Lors d'un sommet régional au Caire, le président chinois Xi Jinping a remis en question la stratégie de Washington au Moyen-Orient, plaidant pour une approche multilatérale et le respect de la souveraineté des nations. Ses déclarations reflètent l'influence croissante de la Chine dans la région et marquent un nouveau chapitre de la diplomatie internationale.

Un message fort depuis la capitale égyptienne

Le président chinois Xi Jinping a profité de sa visite au Caire le vendredi 4 septembre 2026 pour critiquer vivement l'action des États-Unis au Moyen-Orient. Dans un discours prononcé lors d'un sommet régional, le dirigeant chinois a exhorté les puissances à respecter la souveraineté des pays de la région et à abandonner les ingérences externes qui, selon lui, n'ont engendré qu'instabilité et souffrance.

Les propos de Xi Jinping interviennent dans un contexte de tensions géopolitiques croissantes, où la Chine cherche à s'imposer comme un acteur clé dans la résolution des conflits internationaux, en opposition au rôle traditionnellement hégémonique de Washington dans la région.

« La communauté internationale doit défendre le multilatéralisme et le droit international, et respecter la volonté des peuples de la région », aurait déclaré le dirigeant chinois, selon des sources officielles.

Contexte : l'influence chinoise croissante au Moyen-Orient

La visite de Xi Jinping en Égypte s'inscrit dans une tournée visant à renforcer les liens économiques et diplomatiques de la Chine avec les pays arabes.

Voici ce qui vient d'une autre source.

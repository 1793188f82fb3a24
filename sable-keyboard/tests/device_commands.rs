//! Integration tests for the device interface over a scripted transport.
//!
//! These exercise command encoding (argument layout, clamping, checksum
//! sealing) and response validation without a physical device: the mock
//! echoes back whatever response reports the test preloads.

use std::cell::RefCell;
use std::collections::VecDeque;

use sable_keyboard::{DeviceError, KeyboardInterface, Led, LedEffect};
use sable_transport::protocol::{class, cmd, led, status, REPORT_LEN};
use sable_transport::{ControlTransport, Report, TransportError};
use zerocopy::IntoBytes;

/// Records written request bytes; answers reads from a preloaded queue.
#[derive(Default)]
struct ScriptedTransport {
    written: RefCell<Vec<Vec<u8>>>,
    responses: RefCell<VecDeque<Report>>,
}

impl ScriptedTransport {
    fn push_response(&self, response: Report) {
        self.responses.borrow_mut().push_back(response);
    }

    fn last_written(&self) -> Vec<u8> {
        self.written.borrow().last().cloned().expect("nothing sent")
    }
}

impl ControlTransport for ScriptedTransport {
    fn control_write(&self, _index: u16, buf: &[u8]) -> Result<usize, TransportError> {
        self.written.borrow_mut().push(buf.to_vec());
        Ok(buf.len())
    }

    fn control_read(&self, _index: u16, buf: &mut [u8]) -> Result<usize, TransportError> {
        let response = self
            .responses
            .borrow_mut()
            .pop_front()
            .unwrap_or_else(Report::empty);
        buf[..REPORT_LEN].copy_from_slice(response.as_bytes());
        Ok(REPORT_LEN)
    }
}

/// Response that passes validation for the given command.
fn ok_response(command_class: u8, command_id: u8) -> Report {
    let mut response = Report::empty();
    response.status = status::SUCCESS;
    response.command_class = command_class;
    response.command_id = command_id;
    response
}

fn fast() -> (std::time::Duration, std::time::Duration) {
    (
        std::time::Duration::from_micros(1),
        std::time::Duration::from_micros(1),
    )
}

fn interface(transport: ScriptedTransport) -> KeyboardInterface<ScriptedTransport> {
    let (min, max) = fast();
    KeyboardInterface::new(transport).with_timing(min, max)
}

// ── Command encoding ──

#[test]
fn set_brightness_encodes_varstore_led_value() {
    let kb = interface(ScriptedTransport::default());
    kb.set_brightness(Led::Backlight, 0x7F).unwrap();

    let wire = kb.transport().last_written();
    assert_eq!(wire.len(), REPORT_LEN);
    assert_eq!(wire[5], 0x03); // data_size
    assert_eq!(wire[6], class::LED);
    assert_eq!(wire[7], cmd::SET_LED_BRIGHTNESS);
    assert_eq!(&wire[8..11], &[led::VARSTORE, led::BACKLIGHT, 0x7F]);
}

#[test]
fn sent_reports_carry_a_sealed_checksum() {
    let kb = interface(ScriptedTransport::default());
    kb.set_led_state(Led::Logo, true).unwrap();

    let wire = kb.transport().last_written();
    let expected = wire[2..88].iter().fold(0u8, |crc, b| crc ^ b);
    assert_eq!(wire[88], expected);
    assert_ne!(wire[88], 0x00); // this command's window is non-trivial
}

#[test]
fn effect_speed_is_clamped_into_firmware_range() {
    let kb = interface(ScriptedTransport::default());
    kb.set_led_effect(Led::Backlight, LedEffect::Breathing, 250)
        .unwrap();

    let wire = kb.transport().last_written();
    assert_eq!(&wire[8..12], &[led::VARSTORE, led::BACKLIGHT, 0x03, led::SPEED_MAX]);

    kb.set_led_effect(Led::Backlight, LedEffect::Wave, 0).unwrap();
    let wire = kb.transport().last_written();
    assert_eq!(wire[11], led::SPEED_MIN);
}

#[test]
fn idle_timeout_is_clamped_and_big_endian() {
    let kb = interface(ScriptedTransport::default());
    kb.set_idle_timeout(5000).unwrap();

    let wire = kb.transport().last_written();
    assert_eq!(wire[6], class::POWER);
    assert_eq!(wire[7], cmd::SET_IDLE_TIMEOUT);
    // Clamped to 900 seconds, big-endian.
    assert_eq!(&wire[8..10], &900u16.to_be_bytes());
}

// ── Response parsing ──

#[test]
fn firmware_version_parses_from_arguments() {
    let transport = ScriptedTransport::default();
    let mut response = ok_response(class::DEVICE, cmd::GET_FIRMWARE_VERSION);
    response.arguments[0] = 2;
    response.arguments[1] = 7;
    transport.push_response(response);

    let kb = interface(transport);
    let version = kb.get_firmware_version().unwrap();
    assert_eq!((version.major, version.minor), (2, 7));
    assert_eq!(version.to_string(), "v2.7");
}

#[test]
fn serial_stops_at_nul_padding() {
    let transport = ScriptedTransport::default();
    let mut response = ok_response(class::DEVICE, cmd::GET_SERIAL);
    response.set_arguments(b"SB0123456\0\0\0");
    transport.push_response(response);

    let kb = interface(transport);
    assert_eq!(kb.get_serial().unwrap(), "SB0123456");
}

#[test]
fn brightness_query_reads_third_argument() {
    let transport = ScriptedTransport::default();
    let mut response = ok_response(class::LED, cmd::GET_LED_BRIGHTNESS);
    response.set_arguments(&[led::VARSTORE, led::BACKLIGHT, 0xC8]);
    transport.push_response(response);

    let kb = interface(transport);
    assert_eq!(kb.get_brightness(Led::Backlight).unwrap(), 0xC8);
}

// ── Response validation ──

#[test]
fn busy_status_maps_to_busy_error() {
    let transport = ScriptedTransport::default();
    let mut response = ok_response(class::POWER, cmd::GET_IDLE_TIMEOUT);
    response.status = status::BUSY;
    transport.push_response(response);

    let kb = interface(transport);
    assert!(matches!(kb.get_idle_timeout(), Err(DeviceError::Busy)));
}

#[test]
fn failure_and_unsupported_statuses_map_to_typed_errors() {
    let transport = ScriptedTransport::default();
    let mut failed = ok_response(class::LED, cmd::GET_LED_STATE);
    failed.status = status::FAILURE;
    transport.push_response(failed);
    let mut unsupported = ok_response(class::LED, cmd::GET_LED_STATE);
    unsupported.status = status::NOT_SUPPORTED;
    transport.push_response(unsupported);

    let kb = interface(transport);
    assert!(matches!(
        kb.get_led_state(Led::ScrollWheel),
        Err(DeviceError::CommandFailed)
    ));
    assert!(matches!(
        kb.get_led_state(Led::ScrollWheel),
        Err(DeviceError::NotSupported)
    ));
}

#[test]
fn mismatched_command_echo_is_rejected() {
    let transport = ScriptedTransport::default();
    // Device answers with a different command id than requested.
    transport.push_response(ok_response(class::DEVICE, cmd::GET_SERIAL));

    let kb = interface(transport);
    assert!(matches!(
        kb.get_firmware_version(),
        Err(DeviceError::UnexpectedResponse(_))
    ));
}

#[test]
fn unknown_status_surfaces_raw_byte() {
    let transport = ScriptedTransport::default();
    let mut response = ok_response(class::DEVICE, cmd::GET_FIRMWARE_VERSION);
    response.status = 0x77;
    transport.push_response(response);

    let kb = interface(transport);
    assert!(matches!(
        kb.get_firmware_version(),
        Err(DeviceError::UnknownStatus(0x77))
    ));
}
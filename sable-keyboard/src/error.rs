//! Device interface error types

use sable_transport::TransportError;
use thiserror::Error;

/// Errors from high-level device operations
#[derive(Error, Debug)]
pub enum DeviceError {
    /// Transport layer error
    #[error("transport error: {0}")]
    Transport(#[from] TransportError),

    /// Firmware is still processing a previous command
    #[error("device is busy")]
    Busy,

    /// Firmware rejected the command
    #[error("device reported command failure")]
    CommandFailed,

    /// Firmware-side timeout
    #[error("device timed out processing the command")]
    CommandTimeout,

    /// Command not implemented on this device
    #[error("command not supported by this device")]
    NotSupported,

    /// Response did not echo the request's command triple
    #[error("unexpected response: {0}")]
    UnexpectedResponse(String),

    /// Status byte outside the documented set
    #[error("device returned unknown status 0x{0:02X}")]
    UnknownStatus(u8),
}
// Device information queries

use anyhow::Result;

use super::open_keyboard;

/// Print product name, firmware version, and serial.
pub fn info() -> Result<()> {
    let kb = open_keyboard()?;

    println!("Device:   {}", kb.transport().product_name());
    println!("Firmware: {}", kb.get_firmware_version()?);
    println!("Serial:   {}", kb.get_serial()?);

    Ok(())
}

Ces dernières années, Pékin a accru sa présence dans la région grâce à des investissements dans les infrastructures, des accords énergétiques et une participation active à des forums multilatéraux comme la Ligue arabe et le Conseil de coopération du Golfe.

Ce rapprochement contraste avec la politique étrangère des États-Unis, critiquée par divers secteurs en raison de ses interventions militaires et de son soutien inconditionnel à certains alliés. La critique de Xi Jinping, bien que voilée, laisse entrevoir une stratégie claire : présenter la Chine comme une alternative pacifique et respectueuse de l'autodétermination des peuples.

Réactions et implications possibles

Les déclarations du président chinois n'ont pas laissé la communauté internationale indifférente. Des analystes interrogés par des médias comme Le Monde soulignent que ce discours pourrait tendre davantage les relations entre Pékin et Washington, notamment dans un contexte de compétition pour l'influence mondiale.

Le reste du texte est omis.